The discussion regarding Step 1 and Step 2 CK as indicators of resident performance is a complicated one for two major reasons. First, it is important to recognize the potential possibility that not all medical residencies are equivalent. Therefore, to control for any potential differences concerning the field of study, the results of the systematic review were interpreted by initially stratifying the performance data by resident specialty in Table 1. Second, a case can be made that “resident performance” is an umbrella term that encompasses several different sub-categories including Board Certification, In-Training Examinations, ACGME core competency evaluations, Faculty and Program Director evaluations, and many others. Table 2 was constructed to appreciate the possibility that the USMLE Step exams may correlate to certain outcome measures and not others.

To begin the analysis, Steps 1 and 2 CK as performance indicators will be discussed for the first organizational strategy: Specialty. Steps 1 and 2 CK both demonstrated predictive value for resident performance outcomes in Anesthesiology, Infectious Disease and Neuroradiology fellowships, Otolaryngology-Head and Neck Surgery, and Psychiatry. Only Step 1 showed predictive value for resident performance outcomes in Dermatology, Neurological Surgery, and Pathology, while only Step 2 CK showed predictive value for resident performance outcomes in Obstetrics and Gynecology, Orthopedic Surgery, Radiology, and Urology. Both Step 1 and Step 2 CK showed mixed results for several specialties including Emergency Medicine, Family Medicine, Hematology and Medical Oncology Fellowship, Internal Medicine, Ophthalmology, Pediatrics, and Surgery. It is imperative to keep in perspective that these results are limited by the fact that relevant literature was lacking for many specialties. Some specialties had zero relevant articles, while certain others had one or two. More research should be conducted to assess the reproducibility of the results and strengthen the confidence in conclusions made for specialties lacking robust data.

To continue the analysis, Steps 1 and 2 CK as performance indicators will be discussed concerning the second organizational strategy: Outcome measure. An interpretation of Table 2 allows us to make generalized statements for both USMLEs. Importantly, an outcome measure was included in Table 2 only if three or more studies assessed it to increase confidence in the general conclusions that were made. Both Step 1 and Step 2 CK showed predictive value for Board Certification during residency across several different studies, with a few exceptions noted. Concerning In-Training Examinations, many articles demonstrated that Step 1 had predictive value, with a few exceptions noted. Step 2 CK also demonstrated strong predictive value, with only one exception noted. Using ACGME core competency milestone evaluations as the performance measure, Step 1 and Step 2 CK showed no predictive value, however notable exceptions to this generalization are shown in Table 2. Regarding Faculty and Program Director evaluations, Step 1 predictive value was mixed, while Step 2 CK showed predictive value in all relevant publications except one. It is important to consider the limitation that these conclusions from Table 2 are drawn across multiple studies assessing several diverse specialties and therefore may not account for any potential confounding variables associated with inherent differences between medical residencies.

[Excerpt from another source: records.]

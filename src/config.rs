use std::env;

/// Runtime configuration, resolved once at startup.
///
/// Development falls back to local defaults. Production refuses to start
/// without `MONGODB_URI` and `JWT_SECRET`.
#[derive(Clone)]
pub struct Config {
    pub host: String,
    pub port: u16,
    pub mongo_uri: String,
    pub client_url: String,
    pub server_url: String,
    pub api_base: String,
    pub upload_dir: String,
}

impl Config {
    pub fn from_env() -> Self {
        let app_env = env::var("APP_ENV").unwrap_or_else(|_| "development".to_string());

        if app_env == "production" {
            let missing: Vec<&str> = ["MONGODB_URI", "JWT_SECRET"]
                .iter()
                .filter(|var| env::var(var).is_err())
                .copied()
                .collect();
            if !missing.is_empty() {
                panic!("Missing required environment variables: {}", missing.join(", "));
            }
        }

        let host = env::var("HOST").unwrap_or_else(|_| "0.0.0.0".to_string());
        let port = env::var("PORT")
            .ok()
            .and_then(|p| p.parse().ok())
            .unwrap_or(3001);
        let mongo_uri = env::var("MONGODB_URI")
            .unwrap_or_else(|_| "mongodb://localhost:27017/studyhub".to_string());
        let client_url =
            env::var("CLIENT_URL").unwrap_or_else(|_| "http://localhost:5173".to_string());
        let server_url =
            env::var("SERVER_URL").unwrap_or_else(|_| format!("http://localhost:{}", port));
        let api_base = env::var("API_BASE_PATH").unwrap_or_else(|_| "/api".to_string());
        let upload_dir = env::var("UPLOAD_DIR").unwrap_or_else(|_| "uploads".to_string());

        // Secrets are intentionally left out of this line
        log::info!(
            "🔧 Environment: {} (client: {}, server: {}, api base: {})",
            app_env,
            client_url,
            server_url,
            api_base
        );

        Config {
            host,
            port,
            mongo_uri,
            client_url,
            server_url,
            api_base,
            upload_dir,
        }
    }
}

The results of this study have merit and should be contemplated in the context of the decision to make Step 1 a pass/fail examination. On the one hand, Step 1 showed positive correlative value for certain outcome measures, particularly those related to standardized test-taking ability. On the other hand, Step 2 CK can largely provide much of the same information about resident performance, and perhaps even more so (i.e., predictive for Faculty/Program Director Evaluations). One downside of Step 2 CK remaining as a numeric score will be the inevitably increased pressure on medical students to perform well on this single examination.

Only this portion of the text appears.